### WHAT IS BEING ASKED
Match on the string "type" in the entries below and return every matching line.

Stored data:
§

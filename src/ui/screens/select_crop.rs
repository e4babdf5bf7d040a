use crate::app::LoadState;
use crate::logic::SelectionPhase;
use crate::models::{Crop, ThresholdField, ThresholdRange};
use crate::ui::components::{InputWidget, RangeWidget};
use crate::ui::Theme;
use ratatui::{
    buffer::Buffer,
    layout::{Constraint, Direction, Layout, Rect},
    text::{Line, Span},
    widgets::{Block, Borders, List, ListItem, ListState, Paragraph, StatefulWidget, Widget, Wrap},
};

pub struct SelectCropScreen<'a> {
    pub crops: &'a [Crop],
    pub selected: Option<&'a Crop>,
    pub edited: Option<&'a Crop>,
    pub phase: SelectionPhase,
    pub load_state: &'a LoadState,
    pub list_index: usize,
    pub focused_field: ThresholdField,
    pub input_active: bool,
    pub edit_buffer: &'a str,
    pub status: Option<&'a str>,
}

impl<'a> SelectCropScreen<'a> {
    pub fn new(crops: &'a [Crop], load_state: &'a LoadState) -> Self {
        Self {
            crops,
            selected: None,
            edited: None,
            phase: SelectionPhase::Unselected,
            load_state,
            list_index: 0,
            focused_field: ThresholdField::MinTemperature,
            input_active: false,
            edit_buffer: "",
            status: None,
        }
    }

    pub fn with_selection(
        mut self,
        selected: Option<&'a Crop>,
        edited: Option<&'a Crop>,
        phase: SelectionPhase,
    ) -> Self {
        self.selected = selected;
        self.edited = edited;
        self.phase = phase;
        self
    }

    pub fn with_cursor(mut self, list_index: usize, field: ThresholdField) -> Self {
        self.list_index = list_index;
        self.focused_field = field;
        self
    }

    pub fn input(mut self, active: bool, buffer: &'a str) -> Self {
        self.input_active = active;
        self.edit_buffer = buffer;
        self
    }

    pub fn with_status(mut self, status: Option<&'a str>) -> Self {
        self.status = status;
        self
    }
}

impl Widget for SelectCropScreen<'_> {
    fn render(self, area: Rect, buf: &mut Buffer) {
        let chunks = Layout::default()
            .direction(Direction::Vertical)
            .constraints([
                Constraint::Length(1), // Title
                Constraint::Min(10),   // Content
                Constraint::Length(1), // Status
                Constraint::Length(1), // Nav
            ])
            .split(area);

        let title = Line::from(vec![
            Span::styled("Select Crop", Theme::title()),
            Span::styled(format!(" - {}", self.phase.as_str()), Theme::dim()),
        ]);
        Paragraph::new(title).render(chunks[0], buf);

        match self.load_state {
            LoadState::Loading => {
                Paragraph::new(Span::styled("Loading crops...", Theme::dim()))
                    .render(chunks[1], buf);
            }
            LoadState::Failed(message) => self.render_error(message, chunks[1], buf),
            LoadState::Ready => {
                let content = Layout::default()
                    .direction(Direction::Horizontal)
                    .constraints([Constraint::Percentage(40), Constraint::Percentage(60)])
                    .split(chunks[1]);

                self.render_list(content[0], buf);
                self.render_details(content[1], buf);
            }
        }

        if let Some(status) = self.status {
            Paragraph::new(Span::styled(status, Theme::warning())).render(chunks[2], buf);
        }

        Paragraph::new(self.nav_line()).render(chunks[3], buf);
    }
}

impl SelectCropScreen<'_> {
    fn render_error(&self, message: &str, area: Rect, buf: &mut Buffer) {
        let block = Block::default()
            .title("Error")
            .borders(Borders::ALL)
            .border_style(Theme::error());

        let inner = block.inner(area);
        block.render(area, buf);

        let lines = vec![
            Line::from(Span::styled(message.to_string(), Theme::error())),
            Line::from(""),
            Line::from(vec![
                Span::styled("[r]", Theme::nav_key()),
                Span::styled(" Retry", Theme::nav_label()),
            ]),
        ];
        Paragraph::new(lines)
            .wrap(Wrap { trim: true })
            .render(inner, buf);
    }

    fn render_list(&self, area: Rect, buf: &mut Buffer) {
        let block = Block::default()
            .title("Available Crops")
            .borders(Borders::ALL)
            .border_style(Theme::border());

        let selected_id = self.selected.map(|c| c.id);

        let items: Vec<ListItem> = self
            .crops
            .iter()
            .enumerate()
            .map(|(i, crop)| {
                let style = if Some(crop.id) == selected_id {
                    Theme::chosen()
                } else if i == self.list_index {
                    Theme::selected()
                } else {
                    Theme::normal()
                };
                let marker = if i == self.list_index { "> " } else { "  " };
                ListItem::new(Line::from(vec![
                    Span::styled(marker, Theme::highlight()),
                    Span::styled(crop.name.clone(), style),
                ]))
            })
            .collect();

        if items.is_empty() {
            let inner = block.inner(area);
            block.render(area, buf);
            Paragraph::new(Span::styled("The catalog is empty", Theme::dim())).render(inner, buf);
            return;
        }

        // Scrolls to keep the highlighted row visible
        let mut state = ListState::default().with_selected(Some(self.list_index));
        StatefulWidget::render(List::new(items).block(block), area, buf, &mut state);
    }

    fn render_details(&self, area: Rect, buf: &mut Buffer) {
        let Some(crop) = self.edited else {
            let block = Block::default()
                .title("Crop Details")
                .borders(Borders::ALL)
                .border_style(Theme::border());
            let inner = block.inner(area);
            block.render(area, buf);

            let lines = vec![
                Line::from(Span::styled("No Crop Selected", Theme::header())),
                Line::from(Span::styled(
                    "Select a crop from the list to view its details",
                    Theme::dim(),
                )),
            ];
            Paragraph::new(lines)
                .wrap(Wrap { trim: true })
                .render(inner, buf);
            return;
        };

        let title = self.selected.map(|c| c.name.as_str()).unwrap_or(&crop.name);
        let block = Block::default()
            .title(title.to_string())
            .borders(Borders::ALL)
            .border_style(Theme::border_focused());
        let inner = block.inner(area);
        block.render(area, buf);

        let chunks = Layout::default()
            .direction(Direction::Vertical)
            .constraints([Constraint::Min(9), Constraint::Length(2)])
            .split(inner);

        if self.phase == SelectionPhase::Editing {
            self.render_form(crop, chunks[0], buf);
        } else {
            self.render_ranges(crop, chunks[0], buf);
        }

        let schedule = match (crop.start_time.as_deref(), crop.end_time.as_deref()) {
            (Some(start), Some(end)) if !start.is_empty() && !end.is_empty() => {
                format!("Irrigation {} - {}", start, end)
            }
            _ => "No irrigation window saved".to_string(),
        };
        Paragraph::new(Span::styled(schedule, Theme::dim())).render(chunks[1], buf);
    }

    fn render_ranges(&self, crop: &Crop, area: Rect, buf: &mut Buffer) {
        let constraints: Vec<Constraint> = ThresholdRange::all()
            .iter()
            .map(|_| Constraint::Length(4))
            .collect();
        let areas = Layout::default()
            .direction(Direction::Vertical)
            .constraints(constraints)
            .split(area);

        for (i, range) in ThresholdRange::all().iter().enumerate() {
            RangeWidget::new(crop, *range).render(areas[i], buf);
        }
    }

    fn render_form(&self, crop: &Crop, area: Rect, buf: &mut Buffer) {
        let rows = Layout::default()
            .direction(Direction::Vertical)
            .constraints(
                ThresholdRange::all()
                    .iter()
                    .map(|_| Constraint::Length(3))
                    .collect::<Vec<_>>(),
            )
            .split(area);

        for (row, range) in ThresholdRange::all().iter().enumerate() {
            let cols = Layout::default()
                .direction(Direction::Horizontal)
                .constraints([Constraint::Percentage(50), Constraint::Percentage(50)])
                .split(rows[row]);

            let (min_field, max_field) = range.bounds();
            for (col, field) in [min_field, max_field].into_iter().enumerate() {
                let focused = field == self.focused_field;
                let editing = focused && self.input_active;
                let value = if editing {
                    self.edit_buffer.to_string()
                } else {
                    field.get(crop).to_string()
                };

                InputWidget::new(field.label(), &value)
                    .focused(focused)
                    .editing(editing)
                    .render(cols[col], buf);
            }
        }
    }

    fn nav_line(&self) -> Line<'static> {
        let mut spans = Vec::new();
        let mut key = |k: &'static str, label: &'static str| {
            spans.push(Span::styled(k, Theme::nav_key()));
            spans.push(Span::styled(label, Theme::nav_label()));
        };

        if self.input_active {
            key("[Enter]", "Save ");
            key("[Esc]", "Cancel");
        } else if self.phase == SelectionPhase::Editing {
            key("[↑↓]", "Field ");
            key("[Enter]", "Edit value ");
            key("[e]", "View only ");
            key("[u]", "Use this crop ");
            key("[q]", "Quit");
        } else {
            key("[↑↓]", "Navigate ");
            key("[Enter]", "Select ");
            if self.phase.has_selection() {
                key("[e]", "Edit values ");
                key("[u]", "Use this crop ");
            }
            key("[r]", "Reload ");
            key("[q]", "Quit");
        }

        Line::from(spans)
    }
}
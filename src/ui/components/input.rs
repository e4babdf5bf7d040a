use crate::ui::Theme;
use ratatui::{
    buffer::Buffer,
    layout::Rect,
    text::{Line, Span},
    widgets::{Block, Borders, Paragraph, Widget},
};

/// Single numeric field in the threshold form.
pub struct InputWidget<'a> {
    label: &'a str,
    value: &'a str,
    focused: bool,
    editing: bool,
}

impl<'a> InputWidget<'a> {
    pub fn new(label: &'a str, value: &'a str) -> Self {
        Self {
            label,
            value,
            focused: false,
            editing: false,
        }
    }

    pub fn focused(mut self, focused: bool) -> Self {
        self.focused = focused;
        self
    }

    pub fn editing(mut self, editing: bool) -> Self {
        self.editing = editing;
        self
    }

    fn is_numeric(&self) -> bool {
        self.value
            .trim()
            .parse::<f64>()
            .map(|v| v.is_finite())
            .unwrap_or(false)
    }
}

impl Widget for InputWidget<'_> {
    fn render(self, area: Rect, buf: &mut Buffer) {
        let border_style = if self.editing && !self.is_numeric() {
            Theme::error()
        } else if self.focused {
            Theme::border_focused()
        } else {
            Theme::border()
        };

        let block = Block::default()
            .title(self.label)
            .borders(Borders::ALL)
            .border_style(border_style);

        let inner = block.inner(area);
        block.render(area, buf);

        let line = if self.editing {
            Line::from(vec![
                Span::styled(self.value, Theme::highlight()),
                Span::styled(" ", Theme::selected()),
            ])
        } else if self.focused {
            Line::from(Span::styled(self.value, Theme::selected()))
        } else {
            Line::from(Span::styled(self.value, Theme::normal()))
        };

        Paragraph::new(line).render(inner, buf);
    }
}
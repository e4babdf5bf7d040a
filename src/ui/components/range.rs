use crate::models::{Crop, ThresholdRange};
use crate::ui::Theme;
use ratatui::{
    buffer::Buffer,
    layout::Rect,
    style::Style,
    text::{Line, Span},
    widgets::{Block, Borders, Paragraph, Widget},
};

/// Read-only view of one min/max band, drawn against a fixed scale.
pub struct RangeWidget<'a> {
    crop: &'a Crop,
    range: ThresholdRange,
}

impl<'a> RangeWidget<'a> {
    pub fn new(crop: &'a Crop, range: ThresholdRange) -> Self {
        Self { crop, range }
    }

    fn scale(&self) -> (f64, f64) {
        match self.range {
            ThresholdRange::Temperature => (-10.0, 50.0),
            ThresholdRange::SoilMoisture | ThresholdRange::Humidity => (0.0, 100.0),
        }
    }
}

impl Widget for RangeWidget<'_> {
    fn render(self, area: Rect, buf: &mut Buffer) {
        if area.height < 3 || area.width < 10 {
            return;
        }

        let (min_field, max_field) = self.range.bounds();
        let min = min_field.get(self.crop);
        let max = max_field.get(self.crop);
        let unit = min_field.unit();
        let inverted = min > max;

        let title = format!("{} Range", self.range.as_str());
        let block = Block::default()
            .title(title)
            .borders(Borders::ALL)
            .border_style(Theme::border());

        let inner = block.inner(area);
        block.render(area, buf);

        let color = if inverted {
            Theme::ERROR
        } else {
            Theme::range_color(self.range)
        };

        let mut spans = vec![
            Span::styled("Min ", Theme::dim()),
            Span::styled(format!("{}{}", min, unit), Theme::header()),
            Span::styled("   Max ", Theme::dim()),
            Span::styled(format!("{}{}", max, unit), Theme::header()),
        ];
        if inverted {
            spans.push(Span::styled("  min > max", Theme::error()));
        }
        Paragraph::new(Line::from(spans)).render(inner, buf);

        if inner.height >= 2 && !inverted {
            let bar = Rect {
                x: inner.x,
                y: inner.y + 1,
                width: inner.width,
                height: 1,
            };

            let (lo, hi) = self.scale();
            let position = |v: f64| {
                let ratio = ((v - lo) / (hi - lo)).clamp(0.0, 1.0);
                bar.x + (ratio * (bar.width.saturating_sub(1)) as f64).round() as u16
            };
            let start = position(min);
            let end = position(max);

            for x in bar.x..bar.x + bar.width {
                let (ch, style) = if x >= start && x <= end {
                    ('█', Style::default().fg(color))
                } else {
                    ('░', Theme::dim())
                };
                buf[(x, bar.y)].set_char(ch).set_style(style);
            }
        }
    }
}
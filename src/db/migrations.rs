use crate::db::Database;
use crate::error::Result;

const MIGRATIONS: &[&str] = &[
    // Migration 1: key-value table mirroring browser local storage
    r#"
    CREATE TABLE IF NOT EXISTS local_storage (
        key TEXT PRIMARY KEY,
        value TEXT NOT NULL,
        updated_at TEXT NOT NULL DEFAULT (datetime('now'))
    );
    "#,
];

pub fn run(db: &Database) -> Result<()> {
    db.with_conn_mut(|conn| {
        conn.execute_batch(
            r#"
            CREATE TABLE IF NOT EXISTS schema_migrations (
                version INTEGER PRIMARY KEY,
                applied_at TEXT NOT NULL DEFAULT (datetime('now'))
            );
            "#,
        )?;

        let current_version: i32 = conn
            .query_row(
                "SELECT COALESCE(MAX(version), 0) FROM schema_migrations",
                [],
                |row| row.get(0),
            )
            .unwrap_or(0);

        for (i, migration) in MIGRATIONS.iter().enumerate() {
            let version = (i + 1) as i32;
            if version > current_version {
                tracing::info!("Applying migration {}", version);
                let tx = conn.transaction()?;
                tx.execute_batch(migration)?;
                tx.execute(
                    "INSERT INTO schema_migrations (version) VALUES (?1)",
                    [version],
                )?;
                tx.commit()?;
            }
        }

        Ok(())
    })
}

#[cfg(test)]
mod tests {
    use super::*;

    fn applied_versions(db: &Database) -> Vec<i32> {
        db.with_conn(|conn| {
            let mut stmt = conn.prepare("SELECT version FROM schema_migrations ORDER BY version")?;
            let versions = stmt
                .query_map([], |row| row.get(0))?
                .filter_map(|r| r.ok())
                .collect();
            Ok(versions)
        })
        .unwrap()
    }

    #[test]
    fn migrations_are_recorded_once() {
        let db = Database::open_in_memory().unwrap();
        assert_eq!(applied_versions(&db), vec![1]);

        run(&db).unwrap();
        assert_eq!(applied_versions(&db), vec![1]);
    }

    #[test]
    fn local_storage_table_exists() {
        let db = Database::open_in_memory().unwrap();
        let count: i64 = db
            .with_conn(|conn| {
                conn.query_row("SELECT COUNT(*) FROM local_storage", [], |row| row.get(0))
                    .map_err(Into::into)
            })
            .unwrap();
        assert_eq!(count, 0);
    }
}
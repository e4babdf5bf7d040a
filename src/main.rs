mod app;
mod cli;
mod config;
mod datasources;
mod db;
mod error;
mod logic;
mod models;
mod storage;
mod ui;

use app::{App, LoadState};
use clap::Parser;
use cli::{Cli, Commands};
use config::Config;
use crossterm::{
    event::{self, Event, KeyCode, KeyEventKind, KeyModifiers},
    execute,
    terminal::{disable_raw_mode, enable_raw_mode, EnterAlternateScreen, LeaveAlternateScreen},
};
use datasources::{AuthClient, CatalogClient};
use db::Database;
use dialoguer::{Input, Password};
use error::{CropSyncError, Result};
use logic::CropStore;
use models::{Crop, RegistrationForm, ThresholdField};
use ratatui::{backend::CrosstermBackend, Terminal};
use std::io::{self, Stdout};
use std::path::PathBuf;
use std::time::Duration;
use tracing_subscriber::EnvFilter;
use ui::screens::SelectCropScreen;

type Store = CropStore<CatalogClient, Database>;
type Tui = Terminal<CrosstermBackend<Stdout>>;

#[tokio::main]
async fn main() -> anyhow::Result<()> {
    // Load .env file if present
    let _ = dotenvy::dotenv();

    let cli = Cli::parse();

    let default_level = match cli.verbose {
        0 => "warn",
        1 => "debug",
        _ => "trace",
    };
    tracing_subscriber::fmt()
        .with_env_filter(
            EnvFilter::try_from_default_env().unwrap_or_else(|_| EnvFilter::new(default_level)),
        )
        .with_writer(io::stderr)
        .init();

    let Cli {
        command,
        config: config_path,
        data_dir,
        ..
    } = cli;

    match command {
        Some(Commands::Init) => {
            Config::setup_interactive(config_path)?;
        }
        Some(Commands::Register) => {
            let config = Config::load_or_default(config_path)?;
            register(&config).await?;
        }
        Some(Commands::Check) => {
            let (config, db) = open_local(config_path, data_dir.as_ref())?;
            check(&config, &db).await?;
        }
        None => {
            let (config, db) = open_local(config_path, data_dir.as_ref())?;
            if let Some(crop) = run_tui(&config, db).await? {
                println!("Using {}", crop);
                print_crop(&crop);
            }
        }
        Some(Commands::List) => {
            let store = loaded_store(config_path, data_dir.as_ref()).await?;
            print_crop_list(&store);
        }
        Some(Commands::Show) => {
            let store = loaded_store(config_path, data_dir.as_ref()).await?;
            match store.edited() {
                Some(crop) => {
                    println!("{} [{}]", crop, store.phase().as_str());
                    print_crop(crop);
                }
                None => println!("No crop selected. Run `cropsync select <ID>`."),
            }
        }
        Some(Commands::Select { id }) => {
            let mut store = loaded_store(config_path, data_dir.as_ref()).await?;
            let crop = store.select_crop_by_id(id)?;
            println!("Selected {}", crop);
            print_crop(&crop);
        }
        Some(Commands::Edit { field, value }) => {
            let field = ThresholdField::from_str(&field).ok_or_else(|| {
                let valid: Vec<&str> = ThresholdField::all().iter().map(|f| f.as_str()).collect();
                CropSyncError::InvalidData(format!(
                    "unknown field '{}' (expected one of: {})",
                    field,
                    valid.join(", ")
                ))
            })?;
            let mut store = loaded_store(config_path, data_dir.as_ref()).await?;
            let crop = store.edit_field(field, &value)?;
            println!("Updated {} of {}", field, crop);
            print_crop(&crop);
        }
        Some(Commands::Schedule { id, start, end }) => {
            let mut store = loaded_store(config_path, data_dir.as_ref()).await?;
            let window = store.schedule_irrigation(id, &start, &end)?;
            println!(
                "Irrigation for crop #{} set to {} - {}",
                id, window.start_time, window.end_time
            );
        }
        Some(Commands::Commit) => {
            let mut store = loaded_store(config_path, data_dir.as_ref()).await?;
            let crop = store.commit_selection()?;
            println!("Using {}", crop);
        }
    }

    Ok(())
}

fn open_local(
    config_path: Option<PathBuf>,
    data_dir: Option<&PathBuf>,
) -> Result<(Config, Database)> {
    let config = Config::load_or_default(config_path)?;
    let db = Database::open(data_dir)?;
    Ok((config, db))
}

fn build_store(config: &Config, db: Database) -> Result<Store> {
    let catalog = CatalogClient::new(config.api.clone())?;
    Ok(CropStore::new(catalog, db).with_pruning(config.storage.prune_orphaned_overrides))
}

async fn loaded_store(config_path: Option<PathBuf>, data_dir: Option<&PathBuf>) -> Result<Store> {
    let (config, db) = open_local(config_path, data_dir)?;
    let mut store = build_store(&config, db)?;
    store.load_crops().await?;
    Ok(store)
}

async fn check(config: &Config, db: &Database) -> Result<()> {
    println!("Catalog:       {}", config.api.base_url);
    println!("Local storage: {}", db.path().display());
    println!("Stored keys:   {}", db.storage_keys()?.join(", "));

    let client = CatalogClient::new(config.api.clone())?;
    match client.test_connection().await {
        Ok(true) => println!("Catalog connection: OK"),
        Ok(false) => println!("Catalog connection: responded with an error"),
        Err(e) => println!("Catalog connection: OFFLINE ({})", e),
    }
    Ok(())
}

async fn register(config: &Config) -> Result<()> {
    let prompt_err = |e: dialoguer::Error| CropSyncError::InvalidData(format!("Input error: {}", e));

    let form = RegistrationForm {
        name: Input::new()
            .with_prompt("Name")
            .interact_text()
            .map_err(prompt_err)?,
        email: Input::new()
            .with_prompt("Email")
            .interact_text()
            .map_err(prompt_err)?,
        username: Input::new()
            .with_prompt("Username")
            .interact_text()
            .map_err(prompt_err)?,
        password: Password::new()
            .with_prompt("Password")
            .interact()
            .map_err(prompt_err)?,
        confirm_password: Password::new()
            .with_prompt("Confirm Password")
            .interact()
            .map_err(prompt_err)?,
    };

    let request = form.into_request()?;
    let client = AuthClient::new(config.api.clone())?;
    let reply = client.register(&request).await?;
    println!("{}", reply);
    Ok(())
}

fn print_crop_list(store: &Store) {
    let selected_id = store.selected().map(|c| c.id);
    let overlay = store.repository().overrides().unwrap_or_default();

    println!(
        "  {:>5}  {:<20} {:>14} {:>16} {:>14}",
        "ID", "NAME", "TEMP (°C)", "SOIL MOIST (%)", "HUMIDITY (%)"
    );
    for crop in store.crops() {
        let marker = if Some(crop.id) == selected_id { "*" } else { " " };
        let edited = if overlay.contains_key(&crop.id) {
            " (edited)"
        } else {
            ""
        };
        println!(
            "{} {:>5}  {:<20} {:>14} {:>16} {:>14}{}",
            marker,
            crop.id,
            crop.name,
            format!("{} - {}", crop.min_temperature, crop.max_temperature),
            format!("{} - {}", crop.min_soil_moisture, crop.max_soil_moisture),
            format!("{} - {}", crop.min_humidity, crop.max_humidity),
            edited
        );
    }

    if let Some(crop) = store.selected() {
        if !store.crops().iter().any(|c| c.id == crop.id) {
            println!("* {} is selected but no longer in the catalog", crop);
        }
    }
}

fn print_crop(crop: &Crop) {
    for field in ThresholdField::all() {
        println!("  {:<22} {}", field.label(), field.get(crop));
    }
    match (crop.start_time.as_deref(), crop.end_time.as_deref()) {
        (Some(start), Some(end)) if !start.is_empty() => {
            println!("  {:<22} {} - {}", "Irrigation", start, end)
        }
        _ => {}
    }
    for range in crop.inverted_ranges() {
        println!("  warning: {} minimum exceeds maximum", range.as_str());
    }
}

async fn run_tui(config: &Config, db: Database) -> Result<Option<Crop>> {
    let store = build_store(config, db)?;
    let mut app = App::new(store);

    enable_raw_mode()?;
    let mut stdout = io::stdout();
    execute!(stdout, EnterAlternateScreen)?;
    let backend = CrosstermBackend::new(stdout);
    let mut terminal = Terminal::new(backend)?;

    let result = run_app(&mut terminal, &mut app).await;

    // Restore terminal
    disable_raw_mode()?;
    execute!(terminal.backend_mut(), LeaveAlternateScreen)?;
    terminal.show_cursor()?;

    result?;
    Ok(app.committed)
}

async fn run_app(terminal: &mut Tui, app: &mut App<CatalogClient, Database>) -> Result<()> {
    loop {
        terminal.draw(|f| {
            let area = f.area();
            let screen = SelectCropScreen::new(app.store.crops(), &app.load_state)
                .with_selection(app.store.selected(), app.store.edited(), app.store.phase())
                .with_cursor(app.select_state.list_index, app.select_state.focused_field)
                .input(app.select_state.input_active, &app.select_state.edit_buffer)
                .with_status(app.status_message.as_deref());
            f.render_widget(screen, area);
        })?;

        // The loading frame is drawn before the fetch starts
        if app.needs_reload {
            app.reload().await;
            continue;
        }

        if event::poll(Duration::from_millis(100))? {
            if let Event::Key(key) = event::read()? {
                if key.kind == KeyEventKind::Press {
                    handle_key(app, key.code, key.modifiers);
                }
            }
        }

        if app.should_quit {
            break;
        }
    }

    Ok(())
}

fn handle_key(app: &mut App<CatalogClient, Database>, code: KeyCode, modifiers: KeyModifiers) {
    if let KeyCode::Char('c') = code {
        if modifiers.contains(KeyModifiers::CONTROL) {
            app.quit();
            return;
        }
    }

    if app.select_state.input_active {
        handle_input_keys(app, code);
        return;
    }

    match app.load_state {
        LoadState::Loading => {
            if let KeyCode::Char('q') = code {
                app.quit();
            }
        }
        LoadState::Failed(_) => match code {
            KeyCode::Char('r') => app.request_reload(),
            KeyCode::Char('q') | KeyCode::Esc => app.quit(),
            _ => {}
        },
        LoadState::Ready => handle_select_keys(app, code),
    }
}

fn handle_input_keys(app: &mut App<CatalogClient, Database>, code: KeyCode) {
    match code {
        KeyCode::Esc => app.select_state.cancel_input(),
        KeyCode::Enter => app.apply_field_input(),
        KeyCode::Backspace => {
            app.select_state.edit_buffer.pop();
        }
        KeyCode::Char(c) if c.is_ascii_digit() || matches!(c, '.' | '-' | '+' | 'e') => {
            app.select_state.edit_buffer.push(c);
        }
        _ => {}
    }
}

fn handle_select_keys(app: &mut App<CatalogClient, Database>, code: KeyCode) {
    let editing = app.is_editing();
    let count = app.store.crops().len();

    match code {
        KeyCode::Char('q') => app.quit(),
        KeyCode::Char('r') => app.request_reload(),
        KeyCode::Char('e') => app.toggle_editing(),
        KeyCode::Char('u') => app.commit(),
        KeyCode::Esc if editing => app.toggle_editing(),
        KeyCode::Up | KeyCode::BackTab if editing => app.select_state.prev_field(),
        KeyCode::Down | KeyCode::Tab if editing => app.select_state.next_field(),
        KeyCode::Enter if editing => app.begin_field_input(),
        KeyCode::Up => app.select_state.prev(),
        KeyCode::Down => app.select_state.next(count),
        KeyCode::Enter => app.select_highlighted(),
        _ => {}
    }
}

§

### TASK OUTPUT
type Store = CropStore<CatalogClient, Database>;
type Tui = Terminal<CrosstermBackend<Stdout>>;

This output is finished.